The young woman labored up the steps, past brightly decorated walls akin to a child’s nursery, her daughter in her arms. Opening a hatch in the wall, she put her inside, turned around and walked away.
She ran her hands over her head, but did not look back, surveillance camera footage showed. She might never see the girl again.
South Korea has risen from the ruins of war to become Asia’s fourth-largest economy and a member of the Organisation for Economic Co-operation and Development’s club of developed countries.
Photo: AFP
It was for a time one of the world’s biggest sources of unwanted children, driven by poverty, a light regulatory touch, and a culture of racial purity, family bloodlines and shame.
About 110,000 South Koreans have been adopted to the US alone since the 1950s, but numbers have fallen in recent years.
Birthrates have plummeted to the world’s lowest with factors such as high child-rearing costs and a workaholic culture affecting the situation.
However, the number of abandoned babies has jumped in recent years in the wake of a law intended to protect children.
Now, more changes are mooted, for similarly well-intended reasons, that campaigners say could make the situation even worse.
BURIED ALIVE
The woman in the video footage was among the latest of more than 1,000 to have made their way to a house in a working-class neighborhood on the outskirts of Seoul.
Converted into a shelter by a small Seoul church, a temperature-controlled chamber built into the wall functions as a baby box, enabling unwanted newborns to be taken in without parents having to identify themselves.
New arrivals — almost 200 last year, an average of nearly four a week — are deposited covered in blood, wrapped in material, sometimes with the umbilical cord still attached.
Pastor Lee Jong-rak of the Jusarang Community Church set up the facility after hearing reports of babies being abandoned in the open air or in public restrooms, where they risked dying of hypothermia.
“Some teenagers give birth to babies in empty houses or in public toilets. They wrap them in old shirts or towels and bring them to us,” he said.
On one occasion, a young couple brought in a baby covered in dust. The father had been planning to bury it alive, he said, “When the father started shoveling earth over it, the mother could not bear it any more and rescued the baby,” he said.
SOCIAL STIGMA
In 2010, its first year of operations, just four babies were placed in the box.
At the time, South Korean women who wanted to give up unwanted babies were obliged to give adoption agencies their written consent, but often gave false details or no records, and operators looked the other way.
However, two years later South Korea adopted a law banning adoption agencies accepting undocumented babies, in line with The Hague Convention, which aims to give adoptive children the right to trace their birth parents. It also required all adoptions to be court-approved.
In 2013, 224 babies were abandoned at the center by parents desperate to hide their identities.
Almost all who do so are poor single women. More unmarried mothers are keeping their children in South Korea, but face social ostracism and struggle to find husbands willing to accept such a past.
Even employment checks often go into family background and would show that a woman had had a child and given it up.

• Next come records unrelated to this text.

//! Error taxonomy for a pipeline invocation.
//!
//! Every fatal failure ends up as a [`PipelineError`], which maps onto a stable
//! [`ErrorKind`] string that callers can branch on. Webhook delivery problems are
//! deliberately absent here: they only ever show up in a
//! [`WebhookDeliveryOutcome`](crate::model::WebhookDeliveryOutcome).

use serde::{Deserialize, Serialize};
use std::fmt;

/// Stable, machine-readable classification of a failed invocation.
///
/// The serialized form (the variant name) is part of the response contract and
/// must not change.
#[derive(Debug, Clone, Copy, PartialEq, Eq, Hash, Serialize, Deserialize)]
pub enum ErrorKind {
    InvalidRequest,
    ObjectNotFound,
    StorageFailure,
    SecretUnavailable,
    AuthRefreshFailure,
    UploadChunkFailure,
    PlatformRejection,
    NetworkTimeout,
}

impl ErrorKind {
    pub fn as_str(&self) -> &'static str {
        match self {
            ErrorKind::InvalidRequest => "InvalidRequest",
            ErrorKind::ObjectNotFound => "ObjectNotFound",
            ErrorKind::StorageFailure => "StorageFailure",
            ErrorKind::SecretUnavailable => "SecretUnavailable",
            ErrorKind::AuthRefreshFailure => "AuthRefreshFailure",
            ErrorKind::UploadChunkFailure => "UploadChunkFailure",
            ErrorKind::PlatformRejection => "PlatformRejection",
            ErrorKind::NetworkTimeout => "NetworkTimeout",
        }
    }
}

impl fmt::Display for ErrorKind {
    fn fmt(&self, f: &mut fmt::Formatter<'_>) -> fmt::Result {
        f.write_str(self.as_str())
    }
}

/// A fatal pipeline failure.
#[derive(Debug, thiserror::Error)]
pub enum PipelineError {
    #[error("invalid request: {0}")]
    InvalidRequest(String),

    #[error("object s3://{bucket}/{key} does not exist")]
    ObjectNotFound { bucket: String, key: String },

    #[error("bucket store failure: {0}")]
    StorageFailure(String),

    #[error("credentials unavailable: {0}")]
    SecretUnavailable(String),

    #[error("OAuth token refresh failed: {0}")]
    AuthRefreshFailure(String),

    #[error("chunk upload at offset {offset} failed after {attempts} attempt(s): {reason}")]
    UploadChunkFailure {
        offset: u64,
        attempts: u32,
        reason: String,
    },

    #[error("YouTube rejected the request: {0}")]
    PlatformRejection(String),

    #[error("network failure during {step}: {message}")]
    NetworkTimeout { step: &'static str, message: String },
}

impl PipelineError {
    pub fn kind(&self) -> ErrorKind {
        match self {
            PipelineError::InvalidRequest(_) => ErrorKind::InvalidRequest,
            PipelineError::ObjectNotFound { .. } => ErrorKind::ObjectNotFound,
            PipelineError::StorageFailure(_) => ErrorKind::StorageFailure,
            PipelineError::SecretUnavailable(_) => ErrorKind::SecretUnavailable,
            PipelineError::AuthRefreshFailure(_) => ErrorKind::AuthRefreshFailure,
            PipelineError::UploadChunkFailure { .. } => ErrorKind::UploadChunkFailure,
            PipelineError::PlatformRejection(_) => ErrorKind::PlatformRejection,
            PipelineError::NetworkTimeout { .. } => ErrorKind::NetworkTimeout,
        }
    }
}

impl From<crate::oauth::AuthError> for PipelineError {
    fn from(e: crate::oauth::AuthError) -> Self {
        PipelineError::AuthRefreshFailure(e.to_string())
    }
}

impl From<crate::secrets::SecretError> for PipelineError {
    fn from(e: crate::secrets::SecretError) -> Self {
        PipelineError::SecretUnavailable(e.to_string())
    }
}

impl From<crate::storage::StorageError> for PipelineError {
    fn from(e: crate::storage::StorageError) -> Self {
        match e {
            crate::storage::StorageError::NotFound { bucket, key } => {
                PipelineError::ObjectNotFound { bucket, key }
            }
            other => PipelineError::StorageFailure(other.to_string()),
        }
    }
}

The box operates in a legal gray area.
Authorities are fully aware of it and the South Korean Ministry of Welfare and Health — which has a specific category for it in its statistics — neither supports it nor opposes it as.
“It saves the lives of newborn babies,” ministry official Kim Hye-ji said.

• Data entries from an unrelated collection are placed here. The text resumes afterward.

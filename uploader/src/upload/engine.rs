use super::session::UploadSession;
use crate::config::UploadConfig;
use crate::error::PipelineError;
use crate::model::UploadResult;
use crate::storage::{ByteStream, StorageError, StoredObject};
use crate::token::TokenManager;
use crate::youtube_api::{
    ChunkAck, PlatformTransport, SessionHandle, TransportError, VideoInsertRequest,
};
use bytes::{Bytes, BytesMut};
use tokio::io::AsyncReadExt;
use tracing::{Instrument, instrument};

/// Content type announced for objects the store has no type for.
pub const DEFAULT_CONTENT_TYPE: &str = "video/*";

/// Streams one object into a resumable upload session.
///
/// At most one chunk is held in memory at a time. Bytes the platform has not acknowledged are
/// carried over into the next chunk, so nothing is read from the store twice and nothing the
/// platform already persisted is sent again.
pub struct UploadEngine<'a> {
    transport: &'a dyn PlatformTransport,
    tokens: &'a mut TokenManager,
    config: &'a UploadConfig,
}

impl<'a> UploadEngine<'a> {
    pub fn new(
        transport: &'a dyn PlatformTransport,
        tokens: &'a mut TokenManager,
        config: &'a UploadConfig,
    ) -> Self {
        Self {
            transport,
            tokens,
            config,
        }
    }

    /// Uploads `object` as a new video described by `video`.
    #[instrument(skip_all, fields(total_length = object.content_length))]
    pub async fn upload(
        &mut self,
        video: &VideoInsertRequest,
        object: StoredObject,
    ) -> Result<UploadResult, PipelineError> {
        let StoredObject {
            body,
            content_length,
            content_type,
        } = object;
        let content_type = content_type.as_deref().unwrap_or(DEFAULT_CONTENT_TYPE);

        let handle = self.initiate(video, content_length, content_type).await?;
        let mut session = UploadSession::new(handle, content_length);
        tracing::info!(chunk_size = self.config.chunk_size, "upload session opened");

        match self.transfer(&mut session, body).await {
            Ok(result) => {
                tracing::info!(video_id = %result.video_id, "upload complete");
                Ok(result)
            }
            Err(e) => {
                // transfer only fails while the session is still open
                let _ = session.fail(e.to_string());
                tracing::error!(
                    error = %e,
                    acknowledged = session.acknowledged(),
                    "upload failed"
                );
                Err(e)
            }
        }
    }

    async fn initiate(
        &mut self,
        video: &VideoInsertRequest,
        content_length: u64,
        content_type: &str,
    ) -> Result<SessionHandle, PipelineError> {
        let transport = self.transport;
        let outcome = self
            .tokens
            .authorized(async |token: String| {
                transport
                    .initiate_upload(&token, video, content_length, content_type)
                    .await
            })
            .instrument(tracing::debug_span!("initiate"))
            .await?;

        outcome.map_err(|e| match e {
            e if e.is_retryable() => PipelineError::NetworkTimeout {
                step: "upload initiation",
                message: e.to_string(),
            },
            TransportError::Rejected { status, message } => {
                PipelineError::PlatformRejection(format!("HTTP {status}: {message}"))
            }
            other => PipelineError::PlatformRejection(other.to_string()),
        })
    }

    async fn transfer(
        &mut self,
        session: &mut UploadSession,
        mut body: ByteStream,
    ) -> Result<UploadResult, PipelineError> {
        let total = session.total_length();
        let mut carry = Bytes::new();

        loop {
            let offset = session.acknowledged();
            let len = usize::try_from(session.remaining())
                .unwrap_or(usize::MAX)
                .min(self.config.chunk_size);
            let chunk = read_chunk(&mut body, carry, len).await?;
            if chunk.len() < len {
                return Err(StorageError::Truncated {
                    read: offset + chunk.len() as u64,
                    expected: total,
                }
                .into());
            }

            let end = offset + chunk.len() as u64;
            match self.send_chunk(session.handle(), offset, total, &chunk).await? {
                ChunkAck::Complete(video) => {
                    if end != total {
                        return Err(PipelineError::UploadChunkFailure {
                            offset,
                            attempts: 1,
                            reason: format!(
                                "platform finished the upload after only {end} of {total} bytes"
                            ),
                        });
                    }
                    let upload_status = video.upload_status().map(str::to_string);
                    session
                        .complete(video.id.clone())
                        .map_err(|e| protocol_violation(offset, e))?;
                    return Ok(UploadResult::new(video.id, upload_status));
                }
                ChunkAck::Incomplete { received } => {
                    if received > end {
                        return Err(protocol_violation(
                            offset,
                            format!("platform acknowledged {received} bytes but only {end} were sent"),
                        ));
                    }
                    session
                        .acknowledge(received)
                        .map_err(|e| protocol_violation(offset, e))?;
                    if received == total {
                        return Err(protocol_violation(
                            offset,
                            "platform persisted every byte but returned no video",
                        ));
                    }
                    tracing::debug!(received, total, "chunk acknowledged");
                    // offset <= received <= end, so this is within the chunk
                    carry = chunk.slice((received - offset) as usize..);
                }
            }
        }
    }

    /// Sends one chunk, retrying retryable failures from the same offset with backoff.
    ///
    /// An acknowledgement that persists nothing of the chunk counts as a retryable failure.
    /// The chunk gets one forced token refresh across all of its attempts; a 401 after that is
    /// fatal.
    #[instrument(skip(self, session, chunk), fields(len = chunk.len()))]
    async fn send_chunk(
        &mut self,
        session: &SessionHandle,
        offset: u64,
        total: u64,
        chunk: &Bytes,
    ) -> Result<ChunkAck, PipelineError> {
        let transport = self.transport;
        let mut attempt = 0;
        let mut refreshed = false;
        loop {
            attempt += 1;
            let outcome = self
                .tokens
                .authorized_within(&mut refreshed, async |token: String| {
                    transport
                        .upload_chunk(&token, session, offset, total, chunk.clone())
                        .await
                })
                .await?;

            let reason = match outcome {
                Ok(ChunkAck::Incomplete { received }) if received == offset => {
                    "platform persisted none of the chunk".to_string()
                }
                Ok(ack) => return Ok(ack),
                Err(e) if e.is_retryable() => e.to_string(),
                Err(TransportError::Rejected { status, message }) => {
                    return Err(PipelineError::PlatformRejection(format!(
                        "HTTP {status}: {message}"
                    )));
                }
                Err(e) => {
                    return Err(PipelineError::UploadChunkFailure {
                        offset,
                        attempts: attempt,
                        reason: e.to_string(),
                    });
                }
            };

            if attempt > self.config.max_chunk_retries {
                return Err(PipelineError::UploadChunkFailure {
                    offset,
                    attempts: attempt,
                    reason,
                });
            }
            let delay = self.config.backoff(attempt);
            tracing::warn!(attempt, ?delay, %reason, "chunk upload failed, retrying");
            tokio::time::sleep(delay).await;
        }
    }
}

fn protocol_violation(offset: u64, reason: impl ToString) -> PipelineError {
    PipelineError::UploadChunkFailure {
        offset,
        attempts: 1,
        reason: reason.to_string(),
    }
}

/// Builds a chunk of up to `len` bytes from `carry` followed by fresh bytes from `body`.
///
/// The result is shorter than `len` only if `body` ended early.
async fn read_chunk(body: &mut ByteStream, carry: Bytes, len: usize) -> Result<Bytes, StorageError> {
    if carry.len() >= len {
        return Ok(carry.slice(..len));
    }

    let mut buf = BytesMut::with_capacity(len);
    buf.extend_from_slice(&carry);
    let mut filled = buf.len();
    buf.resize(len, 0);
    while filled < len {
        let n = body.read(&mut buf[filled..]).await?;
        if n == 0 {
            break;
        }
        filled += n;
    }
    buf.truncate(filled);
    Ok(buf.freeze())
}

However, the Gwanak District Office has repeatedly urged the church to shut it down.
“We see the baby box as an illegal facility that encourages baby abandonment,” local official Min Seo-young said.
BLANK SHEET
The shelter looks after new arrivals for a few days until they are moved to orphanages to await new families.

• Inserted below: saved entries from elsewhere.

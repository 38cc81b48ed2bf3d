//! `reqwest`-backed implementation of the upload calls.

use crate::youtube_api::types::{content_range, persisted_bytes};
use crate::youtube_api::{
    ChunkAck, PlatformTransport, SessionHandle, TransportError, UploadedVideo, VideoInsertRequest,
};
use async_trait::async_trait;
use bytes::Bytes;
use http::{Method, StatusCode, header};
use std::time::Duration;
use tracing::instrument;

/// Base URL of the media upload endpoints.
pub const UPLOAD_BASE_URL: &str = "https://www.googleapis.com/upload/youtube/v3";

/// Per-request timeout. Generous because a single chunk can be many megabytes.
const REQUEST_TIMEOUT: Duration = Duration::from_secs(120);

const CONNECT_TIMEOUT: Duration = Duration::from_secs(10);

/// Client for the YouTube Data API v3 upload endpoints.
///
/// The client holds no credentials; every call is given the bearer token to use.
#[derive(Debug, Clone)]
pub struct YouTubeClient {
    client: reqwest::Client,
    upload_base_url: String,
}

impl YouTubeClient {
    /// Creates a client talking to the production API.
    pub fn new() -> Result<Self, TransportError> {
        Self::with_upload_base_url(UPLOAD_BASE_URL)
    }

    /// Creates a client whose upload endpoints live under `upload_base_url`.
    pub fn with_upload_base_url(upload_base_url: impl Into<String>) -> Result<Self, TransportError> {
        let client = reqwest::ClientBuilder::new()
            // SSRF no thank you. Also keeps reqwest from treating `308 Resume Incomplete`
            // as a redirect.
            .redirect(reqwest::redirect::Policy::none())
            .timeout(REQUEST_TIMEOUT)
            .connect_timeout(CONNECT_TIMEOUT)
            .build()
            .map_err(|e| TransportError::Network(format!("build HTTP client: {e}")))?;
        Ok(Self {
            client,
            upload_base_url: upload_base_url.into().trim_end_matches('/').to_string(),
        })
    }

    /// Sends an authenticated request and turns any non-success status into a
    /// [`TransportError`].
    ///
    /// `308` is passed through as a success since the resumable protocol uses it for
    /// "keep going".
    #[instrument(skip(self, access_token, build), level = tracing::Level::TRACE)]
    async fn send_authenticated(
        &self,
        method: Method,
        url: &str,
        access_token: &str,
        build: impl FnOnce(reqwest::RequestBuilder) -> reqwest::RequestBuilder,
    ) -> Result<reqwest::Response, TransportError> {
        let request = self
            .client
            .request(method.clone(), url)
            .bearer_auth(access_token);

        let response = build(request).send().await?;

        let status = response.status();
        if status.is_success() || status == StatusCode::PERMANENT_REDIRECT {
            return Ok(response);
        }

        let error_text = response
            .text()
            .await
            .unwrap_or_else(|_| "unknown error".to_string());
        tracing::debug!(%method, %status, body = %error_text, "YouTube API request failed");
        Err(TransportError::from_status(status.as_u16(), &error_text))
    }
}

#[async_trait]
impl PlatformTransport for YouTubeClient {
    /// Opens a resumable upload session.
    ///
    /// # API Reference
    ///
    /// <https://developers.google.com/youtube/v3/guides/using_resumable_upload_protocol#Start_Resumable_Session>
    #[instrument(skip(self, access_token, video), fields(title = %video.snippet.title))]
    async fn initiate_upload(
        &self,
        access_token: &str,
        video: &VideoInsertRequest,
        content_length: u64,
        content_type: &str,
    ) -> Result<SessionHandle, TransportError> {
        let url = format!(
            "{}/videos?uploadType=resumable&part=snippet,status",
            self.upload_base_url
        );

        let response = self
            .send_authenticated(Method::POST, &url, access_token, |req| {
                req.header("X-Upload-Content-Length", content_length)
                    .header("X-Upload-Content-Type", content_type)
                    .json(video)
            })
            .await?;

        let location = response
            .headers()
            .get(header::LOCATION)
            .and_then(|v| v.to_str().ok())
            .ok_or_else(|| {
                TransportError::Protocol("upload session response has no Location header".into())
            })?;

        tracing::debug!(session = %location, "opened resumable upload session");
        Ok(SessionHandle::new(location))
    }

    /// Uploads one chunk of the video.
    ///
    /// # API Reference
    ///
    /// <https://developers.google.com/youtube/v3/guides/using_resumable_upload_protocol#Upload_Video_Chunks>
    #[instrument(skip(self, access_token, session, chunk), fields(len = chunk.len()))]
    async fn upload_chunk(
        &self,
        access_token: &str,
        session: &SessionHandle,
        offset: u64,
        total_length: u64,
        chunk: Bytes,
    ) -> Result<ChunkAck, TransportError> {
        let range = content_range(offset, chunk.len() as u64, total_length);

        let response = self
            .send_authenticated(Method::PUT, session.as_str(), access_token, |req| {
                req.header(header::CONTENT_LENGTH, chunk.len())
                    .header(header::CONTENT_RANGE, range)
                    .body(chunk)
            })
            .await?;

        if response.status() == StatusCode::PERMANENT_REDIRECT {
            let range = response
                .headers()
                .get(header::RANGE)
                .map(|v| v.to_str())
                .transpose()
                .map_err(|_| TransportError::Protocol("Range header is not ASCII".into()))?;
            let received = persisted_bytes(range).map_err(TransportError::Protocol)?;
            tracing::trace!(received, "chunk acknowledged");
            return Ok(ChunkAck::Incomplete { received });
        }

        let video: UploadedVideo = response.json().await?;
        tracing::debug!(video_id = %video.id, "upload completed");
        Ok(ChunkAck::Complete(video))
    }

    /// Sets a custom thumbnail on an uploaded video.
    ///
    /// # API Reference
    ///
    /// <https://developers.google.com/youtube/v3/docs/thumbnails/set>
    #[instrument(skip(self, access_token, image), fields(len = image.len()))]
    async fn set_thumbnail(
        &self,
        access_token: &str,
        video_id: &str,
        image: Bytes,
        content_type: &str,
    ) -> Result<(), TransportError> {
        let url = format!("{}/thumbnails/set", self.upload_base_url);
        self.send_authenticated(Method::POST, &url, access_token, |req| {
            req.query(&[("videoId", video_id)])
                .header(header::CONTENT_TYPE, content_type)
                .body(image)
        })
        .await?;
        tracing::debug!(video_id, "thumbnail set");
        Ok(())
    }
}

However, a stigma remains around adoption in South Korea, where a focus on preserving family bloodlines makes the idea of raising someone else’s child anathema to many.
It also has a long history of taking pride in its racial homogeneity — many of the first international adoptees were the mixed-race children of US servicemen and Korean mothers.
International adoptions slumped by three-quarters in the wake of the 2012 law — which tightened requirements from natural and prospective adoptive parents — going from 916 the previous year to 236 in 2013.
Seoul says it aims to ratify the Hague Convention — which says children should preferably be adopted by families in their home country — by the end of the year.
Officials say that would see authorities regulate all stages of the adoption process, including the reasons children are given up, the qualifications of adopting parents and ensuring that as adults, adoptees would be able to trace their birth families.
Lee’s colleague, Pastor Cho Tae-seung, is concerned that the regulations resulting from the convention could backfire by driving women to abandon unwanted babies illicitly and dangerously.
“It’s very hard to strike a balance between reality and international adoption norms,” he said.
Instead the group wants mothers to be legally allowed to give birth and give up their children anonymously.
Next to the hatch in the wall, a form enables parents to state a child’s name, date of birth and vaccinations.
The mother in the video left it blank.